In the first few days after treatment, some patients notice reduced inflammation, initial improvements in mobility, and decreased pain. During weeks one through four, the cells begin more active repair work, and patients often report improved energy, better flexibility, and enhanced sleep quality. Full benefits, for those who respond, can take several months to emerge. Some patients notice changes within days, while others see gradual improvement over a longer window.
Activity restrictions in the early phase are straightforward: prioritize rest and sleep, avoid strenuous activity, and gradually reintroduce gentle exercise. For bone marrow transplants used to treat cancers, recovery is far more intensive and involves weeks of hospitalization and immune suppression, which is a fundamentally different experience from outpatient regenerative procedures.

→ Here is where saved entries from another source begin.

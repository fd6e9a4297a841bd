//! Cache manager for persisting lookup results to disk
//!
//! Provides a `CacheManager` that keeps every entry of a single JSON cache file
//! in memory, decides freshness against a TTL, and rewrites the file
//! atomically after each mutation.

use std::collections::BTreeMap;
use std::fs;
use std::io::{self, Write};
use std::path::{Path, PathBuf};
use std::sync::{Mutex, MutexGuard, PoisonError};
use std::time::Duration;

use serde::Serialize;
use serde_json::{Map, Value};
use tempfile::NamedTempFile;
use tracing::{debug, info, warn};

use super::clock::{Clock, SystemClock};
use super::entry::{CacheEntry, STALE_SINCE};
use super::error::{CacheError, Result};
use super::size::FileSize;
use crate::config::CacheConfig;

/// In-memory copy of the cache file
#[derive(Debug, Default)]
struct Store {
    entries: BTreeMap<String, CacheEntry>,
    /// Whether memory holds changes the file does not
    dirty: bool,
}

/// Disk-backed key-value cache with a time-to-live
///
/// The whole cache file is loaded when the manager is opened and held in
/// memory. Every mutating operation rewrites the file by writing a temporary
/// file next to it and renaming it into place, so an interrupted write never
/// leaves a truncated cache behind.
///
/// All state sits behind one mutex, which is also held across the file
/// write, so a `CacheManager` can be shared between threads.
#[derive(Debug)]
pub struct CacheManager {
    /// Backing file
    path: PathBuf,
    /// How long an entry stays fresh after validation
    ttl: Duration,
    ttl_secs: i64,
    clock: Box<dyn Clock>,
    store: Mutex<Store>,
}

impl CacheManager {
    /// Opens the cache at `path`, creating an empty cache file if none exists.
    ///
    /// Validity timestamps are whole seconds, so `ttl` is truncated to whole
    /// seconds: a TTL of 1.5s behaves as 1s.
    ///
    /// # Errors
    /// * `CacheError::Load` if the file exists but cannot be read
    /// * `CacheError::Parse` if the file is not a cache document; the file is left untouched
    /// * `CacheError::Write` if a new, empty cache file cannot be created
    pub fn open(path: impl Into<PathBuf>, ttl: Duration) -> Result<Self> {
        Self::open_with_clock(path, ttl, SystemClock)
    }

    /// Opens the cache described by a resolved configuration
    pub fn from_config(config: &CacheConfig) -> Result<Self> {
        Self::open(config.path.clone(), config.ttl)
    }

    /// Opens the cache at `path` using `clock` for every timestamp.
    ///
    /// Useful for testing, or for callers that need deterministic time.
    pub fn open_with_clock<C>(path: impl Into<PathBuf>, ttl: Duration, clock: C) -> Result<Self>
    where
        C: Clock + 'static,
    {
        let path = path.into();
        let (entries, existed) = match fs::read_to_string(&path) {
            Ok(content) => {
                let entries: BTreeMap<String, CacheEntry> = serde_json::from_str(&content)
                    .map_err(|source| CacheError::Parse {
                        path: path.clone(),
                        source,
                    })?;
                (entries, true)
            }
            Err(e) if e.kind() == io::ErrorKind::NotFound => (BTreeMap::new(), false),
            Err(source) => return Err(CacheError::Load { path, source }),
        };

        let cache = Self {
            path,
            ttl,
            ttl_secs: i64::try_from(ttl.as_secs()).unwrap_or(i64::MAX),
            clock: Box::new(clock),
            store: Mutex::new(Store {
                entries,
                dirty: false,
            }),
        };

        if existed {
            info!(path = %cache.path.display(), entries = cache.len(), "loaded cache");
        } else {
            cache.write(false)?;
            info!(path = %cache.path.display(), "created empty cache");
        }

        Ok(cache)
    }

    /// Returns the backing file path
    pub fn path(&self) -> &Path {
        &self.path
    }

    /// Returns the configured time-to-live
    pub fn ttl(&self) -> Duration {
        self.ttl
    }

    /// Number of entries, fresh or not
    pub fn len(&self) -> usize {
        self.lock().entries.len()
    }

    pub fn is_empty(&self) -> bool {
        self.lock().entries.is_empty()
    }

    /// All keys in the cache, in sorted order
    pub fn keys(&self) -> Vec<String> {
        self.lock().entries.keys().cloned().collect()
    }

    /// Whether buffered saves are waiting for a `write`
    pub fn is_dirty(&self) -> bool {
        self.lock().dirty
    }

    /// Returns true if `key` is cached and still within its TTL.
    ///
    /// This is the only freshness rule; `get`, `purge` and `count` all go
    /// through it.
    pub fn check(&self, key: &str) -> bool {
        let store = self.lock();
        let now = self.clock.now();
        store
            .entries
            .get(key)
            .is_some_and(|entry| self.is_fresh(entry, now))
    }

    /// Returns the entry for `key` if it is fresh.
    ///
    /// Missing and expired keys both return `None`; either way the caller
    /// has to fetch again.
    pub fn get(&self, key: &str) -> Option<CacheEntry> {
        let store = self.lock();
        let now = self.clock.now();
        store
            .entries
            .get(key)
            .filter(|entry| self.is_fresh(entry, now))
            .cloned()
    }

    /// Inserts or replaces the entry for `key`.
    ///
    /// The entry is not fresh until a refreshing `write` stamps it. With
    /// `persist` set, that write happens immediately; otherwise the change is
    /// buffered until the next `write`.
    pub fn save(
        &self,
        key: impl Into<String>,
        payload: Map<String, Value>,
        persist: bool,
    ) -> Result<()> {
        let key = key.into();
        let mut store = self.lock();
        debug!(key = %key, persist, "saving cache entry");
        store.entries.insert(key, CacheEntry::pending(payload));
        store.dirty = true;

        if persist {
            self.write_locked(&mut store, true)
        } else {
            Ok(())
        }
    }

    /// Writes the whole cache to disk.
    ///
    /// With `refresh_timestamps` set, every entry is stamped with the current
    /// time first; this is how saved entries become fresh. Without it, only
    /// structural changes are persisted and validity is left alone.
    ///
    /// If the write fails the previous file is kept and the timestamps set by
    /// this call are rolled back.
    pub fn write(&self, refresh_timestamps: bool) -> Result<()> {
        let mut store = self.lock();
        self.write_locked(&mut store, refresh_timestamps)
    }

    /// Removes every entry, or with `invalid_only` just the stale ones.
    ///
    /// Never refreshes timestamps, so surviving entries keep their validity.
    pub fn purge(&self, invalid_only: bool) -> Result<()> {
        let mut store = self.lock();
        let before = store.entries.len();

        if invalid_only {
            let now = self.clock.now();
            store.entries.retain(|_, entry| self.is_fresh(entry, now));
        } else {
            store.entries.clear();
        }

        debug!(invalid_only, removed = before - store.entries.len(), "purged cache");
        store.dirty = true;
        self.write_locked(&mut store, false)
    }

    /// Marks `key` stale without removing it. Missing keys are ignored.
    pub fn invalidate(&self, key: &str) -> Result<()> {
        self.set_validity(Some(key), STALE_SINCE)
    }

    /// Marks every entry stale
    pub fn invalidate_all(&self) -> Result<()> {
        self.set_validity(None, STALE_SINCE)
    }

    /// Marks `key` fresh as of now without touching its payload. Missing keys are ignored.
    pub fn revalidate(&self, key: &str) -> Result<()> {
        self.set_validity(Some(key), self.clock.now())
    }

    /// Marks every entry fresh as of now
    pub fn revalidate_all(&self) -> Result<()> {
        self.set_validity(None, self.clock.now())
    }

    /// Size of the cache file as last written
    pub fn size(&self) -> Result<FileSize> {
        let metadata = fs::metadata(&self.path).map_err(|source| CacheError::Metadata {
            path: self.path.clone(),
            source,
        })?;
        Ok(FileSize(metadata.len()))
    }

    /// Returns `(total, invalid)` entry counts
    pub fn count(&self) -> (usize, usize) {
        let store = self.lock();
        let now = self.clock.now();
        let invalid = store
            .entries
            .values()
            .filter(|entry| !self.is_fresh(entry, now))
            .count();
        (store.entries.len(), invalid)
    }

    fn is_fresh(&self, entry: &CacheEntry, now: i64) -> bool {
        entry.is_fresh(now, self.ttl_secs)
    }

    // The map is consistent between statements, so a panic elsewhere
    // cannot leave it half-updated.
    fn lock(&self) -> MutexGuard<'_, Store> {
        self.store.lock().unwrap_or_else(PoisonError::into_inner)
    }

    /// Sets the validity of one entry (`Some(key)`) or all entries (`None`)
    fn set_validity(&self, key: Option<&str>, valid_since: i64) -> Result<()> {
        let mut store = self.lock();

        match key {
            Some(key) => match store.entries.get_mut(key) {
                Some(entry) => entry.valid_since = valid_since,
                None => return Ok(()),
            },
            None => {
                for entry in store.entries.values_mut() {
                    entry.valid_since = valid_since;
                }
            }
        }

        debug!(key = key.unwrap_or("*"), valid_since, "updated cache validity");
        store.dirty = true;
        self.write_locked(&mut store, false)
    }

    fn write_locked(&self, store: &mut Store, refresh_timestamps: bool) -> Result<()> {
        let previous: Vec<i64> = if refresh_timestamps {
            let now = self.clock.now();
            store
                .entries
                .values_mut()
                .map(|entry| std::mem::replace(&mut entry.valid_since, now))
                .collect()
        } else {
            Vec::new()
        };

        match self.replace_file(&store.entries) {
            Ok(()) => {
                store.dirty = false;
                debug!(
                    path = %self.path.display(),
                    entries = store.entries.len(),
                    refresh_timestamps,
                    "wrote cache"
                );
                Ok(())
            }
            Err(e) => {
                for (entry, valid_since) in store.entries.values_mut().zip(previous) {
                    entry.valid_since = valid_since;
                }
                store.dirty = true;
                warn!(path = %self.path.display(), error = %e, "cache write failed");
                Err(e)
            }
        }
    }

    /// Writes `entries` to a temporary file beside the cache and renames it over the cache
    fn replace_file(&self, entries: &BTreeMap<String, CacheEntry>) -> Result<()> {
        let json = to_pretty_json(entries)?;
        let write_err = |source: io::Error| CacheError::Write {
            path: self.path.clone(),
            source,
        };

        let dir = match self.path.parent() {
            Some(parent) if !parent.as_os_str().is_empty() => parent,
            _ => Path::new("."),
        };
        fs::create_dir_all(dir).map_err(write_err)?;

        // Dropping the temp file on any early return removes it.
        let mut tmp = NamedTempFile::new_in(dir).map_err(write_err)?;
        tmp.write_all(&json).map_err(write_err)?;
        tmp.as_file().sync_all().map_err(write_err)?;
        tmp.persist(&self.path).map_err(|e| write_err(e.error))?;
        Ok(())
    }
}

impl Drop for CacheManager {
    fn drop(&mut self) {
        if self.lock().dirty {
            warn!(path = %self.path.display(), "cache dropped with unwritten changes");
        }
    }
}

/// Encodes the store with four-space indentation
fn to_pretty_json(entries: &BTreeMap<String, CacheEntry>) -> Result<Vec<u8>> {
    let mut buf = Vec::new();
    let formatter = serde_json::ser::PrettyFormatter::with_indent(b"    ");
    let mut serializer = serde_json::Serializer::with_formatter(&mut buf, formatter);
    entries.serialize(&mut serializer)?;
    Ok(buf)
}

What’s Actually FDA-Approved
This is where many people get confused. The FDA has approved a specific set of cellular and gene therapy products, and most are for serious conditions like blood cancers, genetic disorders, and severe burns. These include cord blood products for transplantation, engineered immune cell therapies (CAR-T cells) for certain leukemias and lymphomas, cultured skin grafts for wounds, and a cultured cartilage product for knee repair. A mesenchymal stem cell product was also approved for graft-versus-host disease in children.
The vast majority of stem cell clinics offering treatments for joint pain, back pain, neuropathy, or anti-aging are operating outside the scope of FDA-approved therapies. That doesn’t automatically mean the treatments are ineffective, but it does mean they haven’t gone through the full regulatory approval process, and outcomes are less predictable.
What It Costs
Stem cell therapy averages around $10,000 per treatment. Knee injections tend to fall on the lower end, typically $5,000 to $10,000. Back and shoulder treatments range from $5,000 to $15,000. Neuropathy treatments start around $2,500 but have been climbing into the tens of thousands. Vision-related stem cell procedures start around $20,000 and go higher, and cord blood treatments for neurological conditions outside the U.S. generally run $20,000 and up.
Insurance generally does not cover these procedures. Medicare will pay for established bone marrow transplants used in cancer treatment, but it does not cover unproven stem cell therapies offered at private clinics. For most patients pursuing regenerative stem cell treatments for joints or chronic pain, the cost is entirely out of pocket.